▶ [Action item]: Every line with the string "Connection" in it belongs in your answer, so copy them all from the data.
== Exercise data ==
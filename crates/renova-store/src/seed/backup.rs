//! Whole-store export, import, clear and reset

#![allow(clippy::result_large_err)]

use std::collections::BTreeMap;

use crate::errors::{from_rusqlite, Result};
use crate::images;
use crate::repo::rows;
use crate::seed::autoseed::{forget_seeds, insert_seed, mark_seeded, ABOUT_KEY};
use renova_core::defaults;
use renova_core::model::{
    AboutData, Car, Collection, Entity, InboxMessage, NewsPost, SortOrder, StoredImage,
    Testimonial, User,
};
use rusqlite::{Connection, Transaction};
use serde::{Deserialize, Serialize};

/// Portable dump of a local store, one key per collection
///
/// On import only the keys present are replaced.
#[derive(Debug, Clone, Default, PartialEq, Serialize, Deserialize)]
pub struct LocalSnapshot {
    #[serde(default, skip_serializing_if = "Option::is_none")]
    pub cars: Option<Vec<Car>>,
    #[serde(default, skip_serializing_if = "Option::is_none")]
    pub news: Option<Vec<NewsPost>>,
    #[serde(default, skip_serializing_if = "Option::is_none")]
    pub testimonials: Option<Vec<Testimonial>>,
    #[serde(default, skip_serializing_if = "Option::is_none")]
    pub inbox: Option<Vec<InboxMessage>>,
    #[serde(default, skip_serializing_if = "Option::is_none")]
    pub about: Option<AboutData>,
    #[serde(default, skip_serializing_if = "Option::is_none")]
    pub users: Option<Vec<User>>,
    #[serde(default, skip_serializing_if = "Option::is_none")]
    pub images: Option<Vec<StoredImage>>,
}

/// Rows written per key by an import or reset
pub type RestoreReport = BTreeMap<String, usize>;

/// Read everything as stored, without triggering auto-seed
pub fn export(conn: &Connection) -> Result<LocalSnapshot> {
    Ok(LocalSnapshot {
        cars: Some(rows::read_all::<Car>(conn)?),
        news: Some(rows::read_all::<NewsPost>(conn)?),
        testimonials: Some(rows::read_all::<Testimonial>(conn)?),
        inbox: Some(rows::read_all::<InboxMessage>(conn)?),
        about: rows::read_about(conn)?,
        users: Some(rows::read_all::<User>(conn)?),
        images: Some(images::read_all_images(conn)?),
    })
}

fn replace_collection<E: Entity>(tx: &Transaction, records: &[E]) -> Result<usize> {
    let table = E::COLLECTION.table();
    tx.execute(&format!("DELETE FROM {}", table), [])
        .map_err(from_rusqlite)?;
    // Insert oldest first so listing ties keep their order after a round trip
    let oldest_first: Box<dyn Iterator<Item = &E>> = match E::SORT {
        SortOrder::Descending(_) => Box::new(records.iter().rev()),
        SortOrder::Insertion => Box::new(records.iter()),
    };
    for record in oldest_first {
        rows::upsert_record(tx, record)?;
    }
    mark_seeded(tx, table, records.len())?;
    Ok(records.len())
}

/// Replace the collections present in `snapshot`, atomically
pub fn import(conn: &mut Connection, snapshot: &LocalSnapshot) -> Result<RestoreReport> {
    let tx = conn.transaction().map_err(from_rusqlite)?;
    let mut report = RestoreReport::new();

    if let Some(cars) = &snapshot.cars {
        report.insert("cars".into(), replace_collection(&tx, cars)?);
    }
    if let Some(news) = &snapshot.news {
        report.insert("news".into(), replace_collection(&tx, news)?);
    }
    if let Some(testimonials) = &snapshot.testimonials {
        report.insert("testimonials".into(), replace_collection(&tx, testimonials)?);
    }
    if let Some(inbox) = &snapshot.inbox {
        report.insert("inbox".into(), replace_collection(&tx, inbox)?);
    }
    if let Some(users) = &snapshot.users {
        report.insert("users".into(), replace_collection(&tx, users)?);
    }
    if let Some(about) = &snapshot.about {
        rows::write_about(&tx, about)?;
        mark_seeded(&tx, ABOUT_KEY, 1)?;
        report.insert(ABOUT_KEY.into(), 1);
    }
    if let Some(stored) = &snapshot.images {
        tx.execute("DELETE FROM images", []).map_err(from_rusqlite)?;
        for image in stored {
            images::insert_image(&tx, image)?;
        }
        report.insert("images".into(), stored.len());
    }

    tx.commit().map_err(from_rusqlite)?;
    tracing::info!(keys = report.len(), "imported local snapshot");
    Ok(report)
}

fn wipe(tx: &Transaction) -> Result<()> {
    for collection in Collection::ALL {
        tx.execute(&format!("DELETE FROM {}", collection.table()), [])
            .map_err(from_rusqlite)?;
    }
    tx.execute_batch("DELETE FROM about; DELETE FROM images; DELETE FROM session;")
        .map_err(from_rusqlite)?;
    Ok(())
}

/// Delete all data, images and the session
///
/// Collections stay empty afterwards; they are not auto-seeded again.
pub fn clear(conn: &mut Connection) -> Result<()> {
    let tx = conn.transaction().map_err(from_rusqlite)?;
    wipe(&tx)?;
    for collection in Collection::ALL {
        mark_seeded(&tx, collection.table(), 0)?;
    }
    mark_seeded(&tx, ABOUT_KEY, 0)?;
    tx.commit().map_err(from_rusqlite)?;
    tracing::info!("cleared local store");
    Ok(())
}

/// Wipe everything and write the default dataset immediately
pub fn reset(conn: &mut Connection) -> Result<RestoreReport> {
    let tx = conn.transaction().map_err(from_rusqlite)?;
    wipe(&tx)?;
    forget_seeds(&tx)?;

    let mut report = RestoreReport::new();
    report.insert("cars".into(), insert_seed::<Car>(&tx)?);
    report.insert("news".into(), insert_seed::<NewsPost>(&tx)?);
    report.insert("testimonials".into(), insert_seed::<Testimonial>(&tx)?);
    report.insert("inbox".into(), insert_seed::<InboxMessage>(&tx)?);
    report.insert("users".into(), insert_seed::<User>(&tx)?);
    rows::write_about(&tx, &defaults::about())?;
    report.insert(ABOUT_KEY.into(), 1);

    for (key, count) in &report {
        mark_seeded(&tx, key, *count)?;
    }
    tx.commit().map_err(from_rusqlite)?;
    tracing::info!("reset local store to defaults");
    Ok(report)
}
===
== Exercise data ==
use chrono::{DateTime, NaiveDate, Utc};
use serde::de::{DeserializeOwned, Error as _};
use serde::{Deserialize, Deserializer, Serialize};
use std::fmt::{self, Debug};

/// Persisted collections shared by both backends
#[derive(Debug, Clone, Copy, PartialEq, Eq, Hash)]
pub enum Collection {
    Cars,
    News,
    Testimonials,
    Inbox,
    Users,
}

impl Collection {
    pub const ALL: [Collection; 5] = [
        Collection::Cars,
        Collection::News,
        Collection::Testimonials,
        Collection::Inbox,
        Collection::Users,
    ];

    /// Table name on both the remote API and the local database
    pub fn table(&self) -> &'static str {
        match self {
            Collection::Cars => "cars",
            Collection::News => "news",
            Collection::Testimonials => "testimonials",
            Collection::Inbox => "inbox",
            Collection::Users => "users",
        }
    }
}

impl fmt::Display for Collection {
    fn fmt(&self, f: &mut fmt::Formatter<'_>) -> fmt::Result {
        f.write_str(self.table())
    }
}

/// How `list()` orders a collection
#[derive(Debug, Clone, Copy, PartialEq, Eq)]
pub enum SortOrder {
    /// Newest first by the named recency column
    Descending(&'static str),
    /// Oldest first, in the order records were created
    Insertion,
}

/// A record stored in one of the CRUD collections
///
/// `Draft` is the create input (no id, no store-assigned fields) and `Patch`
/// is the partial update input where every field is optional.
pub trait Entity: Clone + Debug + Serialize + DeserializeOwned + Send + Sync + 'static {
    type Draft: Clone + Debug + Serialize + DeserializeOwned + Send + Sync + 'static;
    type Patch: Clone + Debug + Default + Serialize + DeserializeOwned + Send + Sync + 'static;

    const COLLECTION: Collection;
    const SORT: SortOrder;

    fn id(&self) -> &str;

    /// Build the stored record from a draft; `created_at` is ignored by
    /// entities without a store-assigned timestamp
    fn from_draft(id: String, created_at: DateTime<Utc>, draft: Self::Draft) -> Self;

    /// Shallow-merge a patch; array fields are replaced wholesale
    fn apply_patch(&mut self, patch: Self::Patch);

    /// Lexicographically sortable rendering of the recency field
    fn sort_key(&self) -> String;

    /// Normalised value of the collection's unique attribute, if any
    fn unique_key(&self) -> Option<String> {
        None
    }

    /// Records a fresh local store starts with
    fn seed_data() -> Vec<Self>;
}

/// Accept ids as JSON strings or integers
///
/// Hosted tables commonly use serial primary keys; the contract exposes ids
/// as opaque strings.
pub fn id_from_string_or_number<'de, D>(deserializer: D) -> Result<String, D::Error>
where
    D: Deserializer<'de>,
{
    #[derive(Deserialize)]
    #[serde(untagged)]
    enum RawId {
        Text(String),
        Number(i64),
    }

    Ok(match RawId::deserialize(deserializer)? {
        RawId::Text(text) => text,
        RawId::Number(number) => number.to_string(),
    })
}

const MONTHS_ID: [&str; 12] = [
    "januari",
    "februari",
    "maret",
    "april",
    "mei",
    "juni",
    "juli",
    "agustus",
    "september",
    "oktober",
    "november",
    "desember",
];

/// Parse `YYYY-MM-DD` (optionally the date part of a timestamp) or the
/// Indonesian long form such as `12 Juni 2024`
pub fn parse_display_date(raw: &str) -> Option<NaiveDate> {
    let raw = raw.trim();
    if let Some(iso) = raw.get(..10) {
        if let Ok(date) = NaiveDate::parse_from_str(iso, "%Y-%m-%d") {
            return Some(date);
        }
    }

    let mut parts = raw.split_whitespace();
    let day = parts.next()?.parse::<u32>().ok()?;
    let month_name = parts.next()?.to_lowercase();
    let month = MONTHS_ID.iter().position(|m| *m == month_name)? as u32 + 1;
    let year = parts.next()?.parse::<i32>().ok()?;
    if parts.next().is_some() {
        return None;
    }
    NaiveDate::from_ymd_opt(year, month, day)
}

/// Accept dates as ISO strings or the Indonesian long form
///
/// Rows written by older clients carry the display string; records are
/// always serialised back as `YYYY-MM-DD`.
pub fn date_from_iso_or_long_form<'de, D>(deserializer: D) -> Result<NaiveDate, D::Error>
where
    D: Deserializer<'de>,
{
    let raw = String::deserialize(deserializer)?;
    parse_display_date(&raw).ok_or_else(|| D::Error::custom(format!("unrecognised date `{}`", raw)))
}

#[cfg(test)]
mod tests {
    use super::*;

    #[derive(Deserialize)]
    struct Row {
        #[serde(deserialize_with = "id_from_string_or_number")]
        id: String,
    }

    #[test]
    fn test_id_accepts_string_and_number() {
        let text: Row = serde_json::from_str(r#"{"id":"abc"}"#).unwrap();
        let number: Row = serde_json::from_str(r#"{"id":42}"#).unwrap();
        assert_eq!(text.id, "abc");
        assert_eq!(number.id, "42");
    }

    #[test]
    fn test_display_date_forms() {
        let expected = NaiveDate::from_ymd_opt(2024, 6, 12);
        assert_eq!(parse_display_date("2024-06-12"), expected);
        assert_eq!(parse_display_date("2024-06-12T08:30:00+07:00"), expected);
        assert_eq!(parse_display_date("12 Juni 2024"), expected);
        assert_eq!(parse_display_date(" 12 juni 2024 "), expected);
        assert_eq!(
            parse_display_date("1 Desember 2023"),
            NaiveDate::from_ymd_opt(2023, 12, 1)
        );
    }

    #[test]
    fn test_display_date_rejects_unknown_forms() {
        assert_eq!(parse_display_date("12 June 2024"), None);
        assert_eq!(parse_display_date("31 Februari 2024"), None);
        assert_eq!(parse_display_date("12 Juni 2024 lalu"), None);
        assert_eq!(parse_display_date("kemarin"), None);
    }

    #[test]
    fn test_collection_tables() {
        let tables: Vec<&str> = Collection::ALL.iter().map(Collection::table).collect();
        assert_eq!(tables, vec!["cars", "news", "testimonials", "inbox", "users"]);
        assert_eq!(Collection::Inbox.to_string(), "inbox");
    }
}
===
▶ [Reply to the task]:
use rusqlite::{Connection, Transaction};
pub fn export(conn: &Connection) -> Result<LocalSnapshot> {
pub fn import(conn: &mut Connection, snapshot: &LocalSnapshot) -> Result<RestoreReport> {
pub fn clear(conn: &mut Connection) -> Result<()> {
pub fn reset(conn: &mut Connection) -> Result<RestoreReport> {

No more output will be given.